De mon côté, je n’arrive pas à éclore. Je me regarde dans le miroir et je n’y vois plus celui que je voyais avant, rien à voir. Même mon regard a changé. Je suis peut-être plus triste non ? Je suis peut-être un peu moins inconstant, plus tourmenté, plus en proie à des impulsions que je ne connais pas, et par transparence, je me découvre également un calme intérieur, une force et une manière de me poser que je ne connais guère plus. C’est très étrange à décrire. C’est comme si je pouvais à la fois sentir le vent dans la plaine et son odeur sur ma peau d’un côté et de l’autre, le silence d’une chaude journée et le soleil au-dessus de la tête de l’autre.

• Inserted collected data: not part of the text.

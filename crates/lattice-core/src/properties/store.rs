use std::collections::HashMap;
use std::fmt;
use std::ops::Deref;

use parking_lot::{RwLock, RwLockReadGuard};
use serde_json::Value;

use crate::properties::PropertyError;

/// Ordered, case-insensitive property dictionary.
#[derive(Clone, Default, PartialEq)]
pub struct Properties {
    keys: Vec<String>,
    values: Vec<Value>,
}

impl Properties {
    pub fn new() -> Self {
        Self::default()
    }

    /// Builds a dictionary from key/value pairs.
    ///
    /// Fails when two keys differ only by case, since a case-insensitive
    /// lookup could not tell them apart.
    pub fn from_pairs<I, K>(pairs: I) -> Result<Self, PropertyError>
    where
        I: IntoIterator<Item = (K, Value)>,
        K: Into<String>,
    {
        let mut props = Properties::new();
        for (key, value) in pairs {
            let key = key.into();
            if let Some(existing) = props.position(&key, false) {
                return Err(PropertyError::CaseVariantKeys {
                    first: props.keys[existing].clone(),
                    second: key,
                });
            }
            props.keys.push(key);
            props.values.push(value);
        }
        Ok(props)
    }

    pub fn from_map(map: HashMap<String, Value>) -> Result<Self, PropertyError> {
        let mut pairs: Vec<(String, Value)> = map.into_iter().collect();
        // HashMap order is random; sort so that error messages are stable.
        pairs.sort_by(|a, b| a.0.cmp(&b.0));
        Self::from_pairs(pairs)
    }

    /// Builds a dictionary from a JSON object. Non-object values yield an
    /// empty dictionary.
    pub fn from_json(value: &Value) -> Result<Self, PropertyError> {
        match value {
            Value::Object(map) => Self::from_pairs(map.iter().map(|(k, v)| (k.clone(), v.clone()))),
            _ => Ok(Self::new()),
        }
    }

    fn position(&self, key: &str, match_case: bool) -> Option<usize> {
        if let Some(idx) = self.keys.iter().position(|k| k == key) {
            return Some(idx);
        }
        if match_case {
            return None;
        }
        self.keys.iter().position(|k| k.eq_ignore_ascii_case(key))
    }

    /// Case-insensitive lookup; an exact spelling match wins.
    pub fn get(&self, key: &str) -> Option<&Value> {
        self.value(key, false)
    }

    pub fn value(&self, key: &str, match_case: bool) -> Option<&Value> {
        self.position(key, match_case).map(|idx| &self.values[idx])
    }

    pub fn contains_key(&self, key: &str) -> bool {
        self.position(key, false).is_some()
    }

    /// Inserts or replaces a value. A key that matches an existing one
    /// ignoring case replaces it and takes over the new spelling.
    pub fn insert(&mut self, key: impl Into<String>, value: Value) -> Option<Value> {
        let key = key.into();
        match self.position(&key, false) {
            Some(idx) => {
                self.keys[idx] = key;
                Some(std::mem::replace(&mut self.values[idx], value))
            }
            None => {
                self.keys.push(key);
                self.values.push(value);
                None
            }
        }
    }

    pub fn remove(&mut self, key: &str) -> Option<Value> {
        let idx = self.position(key, false)?;
        self.keys.remove(idx);
        Some(self.values.remove(idx))
    }

    pub fn keys(&self) -> impl Iterator<Item = &str> {
        self.keys.iter().map(String::as_str)
    }

    pub fn iter(&self) -> impl Iterator<Item = (&str, &Value)> {
        self.keys.iter().map(String::as_str).zip(self.values.iter())
    }

    pub fn len(&self) -> usize {
        self.keys.len()
    }

    pub fn is_empty(&self) -> bool {
        self.keys.is_empty()
    }

    pub fn to_map(&self) -> HashMap<String, Value> {
        self.iter().map(|(k, v)| (k.to_string(), v.clone())).collect()
    }
}

impl fmt::Debug for Properties {
    fn fmt(&self, f: &mut fmt::Formatter<'_>) -> fmt::Result {
        f.debug_map().entries(self.iter()).finish()
    }
}

/// A property dictionary guarded by its own lock.
#[derive(Default)]
pub struct SharedProperties {
    inner: RwLock<Properties>,
}

impl SharedProperties {
    pub fn new(props: Properties) -> Self {
        Self { inner: RwLock::new(props) }
    }

    /// Returns a read handle. The lock is released when the handle drops.
    pub fn lock(&self) -> PropertiesHandle<'_> {
        PropertiesHandle { guard: self.inner.read() }
    }

    /// Swaps in a whole new dictionary and returns the previous one.
    pub fn replace(&self, props: Properties) -> Properties {
        std::mem::replace(&mut *self.inner.write(), props)
    }

    pub fn update<R>(&self, f: impl FnOnce(&mut Properties) -> R) -> R {
        f(&mut self.inner.write())
    }

    pub fn snapshot(&self) -> Properties {
        self.inner.read().clone()
    }
}

impl fmt::Debug for SharedProperties {
    fn fmt(&self, f: &mut fmt::Formatter<'_>) -> fmt::Result {
        f.debug_tuple("SharedProperties").field(&*self.inner.read()).finish()
    }
}

/// RAII read access to a [`SharedProperties`].
pub struct PropertiesHandle<'a> {
    guard: RwLockReadGuard<'a, Properties>,
}

impl Deref for PropertiesHandle<'_> {
    type Target = Properties;

    fn deref(&self) -> &Properties {
        &self.guard
    }
}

Rien de contradictoire, mais des choses différentes s’imbriquant…
Photo © Mattvn
Je sais, je verse dans le bouddhisme depuis quelques mois, mais rien de dangereux dans tout cela, je ne suis pas dans un schéma qui me dépasserait et quoi qu’il en soit, je ne suis jamais dans la réponse, mais toujours trop dans la question pour me laisser tordre aussi facilement par une religion. Simplement, lorsqu’on découvre le bouddhisme et son pendant animiste japonais, le shintô et que l’on fait connaissance des kami, on a tout à coup envie de se connecter à cette spiritualité qui, une fois passée l’apparente et exotique excentricité, n’est qu’une manière intime de vivre la nature. Ni plus ni moins qu’un autre versant du pythagorisme.
J’ai fait mes premiers pas et je constate avec étonnement qu’après avoir appris mes premiers kanji, mes hiragana et mes katakana, je commence à avoir une compréhension assez intuitive et naturelle du japonais. Je souris à l’idée que ça finisse par rentrer sans trop forcer. Je ne sais pas jusqu’où je pourrais l’apprendre, mais ce qui est certain c’est qu’un jour, je partirai vivre au Japon, qui sait pour combien de temps. Il y a quelques temps encore, je me disais que je passerai un an au Japon. Aujourd’hui, je me dis que j’y finirai certainement mes jours, avec la connaissance intime et respectueuse que j’en ai. Je ne rêve pas d’un Japon à prendre en photo, mais d’un Japon de rencontres, d’hommes et de femmes qui se mettent à parler et d’un Japon encore plein d’esprits malicieux et cruels, où les vieux meurent de l’arthrite des rizières.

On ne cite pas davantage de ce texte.